# [Problem to solve]
Among the entries below, find the lines that hold the word "FeePlanId" and report them.

+++ Dataset records

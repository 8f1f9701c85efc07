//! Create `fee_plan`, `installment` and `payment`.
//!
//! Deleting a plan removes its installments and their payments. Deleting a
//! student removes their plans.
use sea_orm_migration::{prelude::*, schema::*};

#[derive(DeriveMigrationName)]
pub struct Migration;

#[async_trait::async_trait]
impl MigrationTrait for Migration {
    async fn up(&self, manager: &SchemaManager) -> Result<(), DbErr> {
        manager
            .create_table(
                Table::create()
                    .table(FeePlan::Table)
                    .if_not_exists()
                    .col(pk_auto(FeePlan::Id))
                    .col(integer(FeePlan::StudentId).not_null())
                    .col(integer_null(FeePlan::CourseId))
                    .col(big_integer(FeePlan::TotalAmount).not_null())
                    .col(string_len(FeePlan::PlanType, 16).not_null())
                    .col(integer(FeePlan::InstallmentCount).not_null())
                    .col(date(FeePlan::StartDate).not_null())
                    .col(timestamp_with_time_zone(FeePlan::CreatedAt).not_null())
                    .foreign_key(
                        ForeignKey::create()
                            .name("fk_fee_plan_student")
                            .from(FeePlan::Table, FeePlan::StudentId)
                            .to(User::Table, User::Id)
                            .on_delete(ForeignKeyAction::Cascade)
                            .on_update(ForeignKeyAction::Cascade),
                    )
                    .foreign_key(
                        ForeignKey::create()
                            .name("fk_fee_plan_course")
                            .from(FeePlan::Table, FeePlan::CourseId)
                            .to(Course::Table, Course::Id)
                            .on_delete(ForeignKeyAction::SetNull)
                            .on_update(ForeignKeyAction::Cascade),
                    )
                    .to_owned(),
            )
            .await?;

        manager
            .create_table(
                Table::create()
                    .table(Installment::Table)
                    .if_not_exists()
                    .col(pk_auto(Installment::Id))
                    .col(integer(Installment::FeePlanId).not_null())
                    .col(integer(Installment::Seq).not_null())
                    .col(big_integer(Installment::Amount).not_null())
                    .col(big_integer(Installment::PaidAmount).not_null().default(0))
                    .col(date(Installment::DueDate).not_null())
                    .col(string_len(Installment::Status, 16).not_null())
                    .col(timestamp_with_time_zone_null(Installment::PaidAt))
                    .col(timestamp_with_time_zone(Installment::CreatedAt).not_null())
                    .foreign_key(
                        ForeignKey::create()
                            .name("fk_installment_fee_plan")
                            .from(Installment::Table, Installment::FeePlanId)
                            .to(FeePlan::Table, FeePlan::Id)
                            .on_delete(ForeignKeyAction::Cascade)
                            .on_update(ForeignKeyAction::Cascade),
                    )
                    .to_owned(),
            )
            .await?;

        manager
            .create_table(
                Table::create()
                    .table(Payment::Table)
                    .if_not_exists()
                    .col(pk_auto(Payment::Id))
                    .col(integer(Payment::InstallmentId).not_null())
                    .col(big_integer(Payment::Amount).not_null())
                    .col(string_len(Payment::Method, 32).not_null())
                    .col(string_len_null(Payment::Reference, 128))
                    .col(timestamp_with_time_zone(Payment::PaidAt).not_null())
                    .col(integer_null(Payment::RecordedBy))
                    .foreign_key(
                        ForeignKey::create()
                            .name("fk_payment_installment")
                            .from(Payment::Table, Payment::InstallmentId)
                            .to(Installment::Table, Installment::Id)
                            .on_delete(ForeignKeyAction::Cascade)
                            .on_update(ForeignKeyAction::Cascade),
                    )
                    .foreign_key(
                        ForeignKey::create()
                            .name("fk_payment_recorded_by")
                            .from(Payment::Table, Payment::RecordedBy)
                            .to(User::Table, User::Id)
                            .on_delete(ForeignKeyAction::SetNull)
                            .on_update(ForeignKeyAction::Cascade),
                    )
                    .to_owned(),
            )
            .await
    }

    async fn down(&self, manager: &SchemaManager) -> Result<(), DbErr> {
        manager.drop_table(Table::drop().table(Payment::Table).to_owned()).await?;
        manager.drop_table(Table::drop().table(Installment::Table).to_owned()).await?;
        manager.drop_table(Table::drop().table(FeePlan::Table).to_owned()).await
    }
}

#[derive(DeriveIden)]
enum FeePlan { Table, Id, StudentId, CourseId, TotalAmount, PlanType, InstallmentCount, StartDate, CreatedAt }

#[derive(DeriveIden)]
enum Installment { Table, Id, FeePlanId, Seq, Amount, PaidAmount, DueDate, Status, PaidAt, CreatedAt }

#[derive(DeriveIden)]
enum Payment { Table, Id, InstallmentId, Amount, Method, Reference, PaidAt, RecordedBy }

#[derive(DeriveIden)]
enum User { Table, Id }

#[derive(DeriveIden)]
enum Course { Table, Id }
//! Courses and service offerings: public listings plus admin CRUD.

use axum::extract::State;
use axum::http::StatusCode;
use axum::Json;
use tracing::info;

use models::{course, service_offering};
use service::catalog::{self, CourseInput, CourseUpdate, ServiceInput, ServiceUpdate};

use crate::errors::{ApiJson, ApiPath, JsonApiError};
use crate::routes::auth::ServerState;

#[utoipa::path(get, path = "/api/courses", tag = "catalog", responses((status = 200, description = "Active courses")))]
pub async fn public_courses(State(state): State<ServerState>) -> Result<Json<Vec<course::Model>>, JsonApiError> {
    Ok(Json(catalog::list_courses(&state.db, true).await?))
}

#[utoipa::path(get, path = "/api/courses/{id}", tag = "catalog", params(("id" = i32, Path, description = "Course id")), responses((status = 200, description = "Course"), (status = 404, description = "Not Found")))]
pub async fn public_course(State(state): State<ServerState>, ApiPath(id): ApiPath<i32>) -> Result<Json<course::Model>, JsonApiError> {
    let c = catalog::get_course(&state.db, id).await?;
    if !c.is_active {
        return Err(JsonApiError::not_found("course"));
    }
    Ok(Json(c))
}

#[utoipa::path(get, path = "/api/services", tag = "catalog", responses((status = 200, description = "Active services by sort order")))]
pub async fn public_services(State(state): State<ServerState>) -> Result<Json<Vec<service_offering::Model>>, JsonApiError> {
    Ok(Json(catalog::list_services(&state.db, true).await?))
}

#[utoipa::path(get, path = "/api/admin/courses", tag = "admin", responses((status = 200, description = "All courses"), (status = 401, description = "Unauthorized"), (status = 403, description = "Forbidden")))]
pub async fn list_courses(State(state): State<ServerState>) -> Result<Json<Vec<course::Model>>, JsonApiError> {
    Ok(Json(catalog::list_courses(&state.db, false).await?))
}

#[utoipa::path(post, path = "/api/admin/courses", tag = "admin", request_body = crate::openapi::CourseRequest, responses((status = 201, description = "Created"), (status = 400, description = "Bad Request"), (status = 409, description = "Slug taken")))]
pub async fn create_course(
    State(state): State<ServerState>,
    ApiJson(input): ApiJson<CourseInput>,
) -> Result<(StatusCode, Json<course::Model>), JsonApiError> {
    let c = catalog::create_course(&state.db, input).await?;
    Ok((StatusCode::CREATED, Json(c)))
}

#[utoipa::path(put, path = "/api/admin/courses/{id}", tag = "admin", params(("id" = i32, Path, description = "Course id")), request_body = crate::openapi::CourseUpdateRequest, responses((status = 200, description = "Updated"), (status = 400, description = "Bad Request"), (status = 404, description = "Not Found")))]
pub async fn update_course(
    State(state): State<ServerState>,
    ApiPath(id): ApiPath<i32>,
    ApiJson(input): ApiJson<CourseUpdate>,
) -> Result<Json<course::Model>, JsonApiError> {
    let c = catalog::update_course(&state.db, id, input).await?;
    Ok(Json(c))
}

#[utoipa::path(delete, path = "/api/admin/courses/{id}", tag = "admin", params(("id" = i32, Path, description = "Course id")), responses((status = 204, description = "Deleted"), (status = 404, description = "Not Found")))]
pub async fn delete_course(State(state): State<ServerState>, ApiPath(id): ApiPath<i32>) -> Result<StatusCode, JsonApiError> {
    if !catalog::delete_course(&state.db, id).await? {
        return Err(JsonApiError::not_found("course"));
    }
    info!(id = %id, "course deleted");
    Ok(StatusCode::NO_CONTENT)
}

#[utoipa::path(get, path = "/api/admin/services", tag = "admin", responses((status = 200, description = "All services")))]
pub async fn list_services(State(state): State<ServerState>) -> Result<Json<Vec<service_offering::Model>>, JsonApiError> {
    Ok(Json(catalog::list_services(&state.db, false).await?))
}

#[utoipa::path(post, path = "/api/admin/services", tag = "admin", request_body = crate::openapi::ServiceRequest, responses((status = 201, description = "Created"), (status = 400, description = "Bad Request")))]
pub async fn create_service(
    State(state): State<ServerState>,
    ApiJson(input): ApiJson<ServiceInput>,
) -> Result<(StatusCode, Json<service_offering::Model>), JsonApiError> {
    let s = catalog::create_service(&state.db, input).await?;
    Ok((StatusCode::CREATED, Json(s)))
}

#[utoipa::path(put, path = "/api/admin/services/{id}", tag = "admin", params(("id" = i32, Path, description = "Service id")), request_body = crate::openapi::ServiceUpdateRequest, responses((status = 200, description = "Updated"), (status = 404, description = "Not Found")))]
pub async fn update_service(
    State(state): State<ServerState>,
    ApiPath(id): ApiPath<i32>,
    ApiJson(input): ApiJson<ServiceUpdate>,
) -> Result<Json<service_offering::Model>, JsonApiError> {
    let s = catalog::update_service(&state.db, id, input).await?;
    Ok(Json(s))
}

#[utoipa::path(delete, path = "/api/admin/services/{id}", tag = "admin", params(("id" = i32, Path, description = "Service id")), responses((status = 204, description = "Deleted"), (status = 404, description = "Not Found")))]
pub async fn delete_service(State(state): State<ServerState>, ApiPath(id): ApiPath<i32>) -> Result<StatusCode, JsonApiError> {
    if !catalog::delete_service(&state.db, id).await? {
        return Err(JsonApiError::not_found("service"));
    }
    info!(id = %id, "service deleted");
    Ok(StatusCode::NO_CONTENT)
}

++++++

# [Your response]
                    .col(integer(Installment::FeePlanId).not_null())
                            .from(Installment::Table, Installment::FeePlanId)
enum Installment { Table, Id, FeePlanId, Seq, Amount, PaidAmount, DueDate, Status, PaidAt, CreatedAt }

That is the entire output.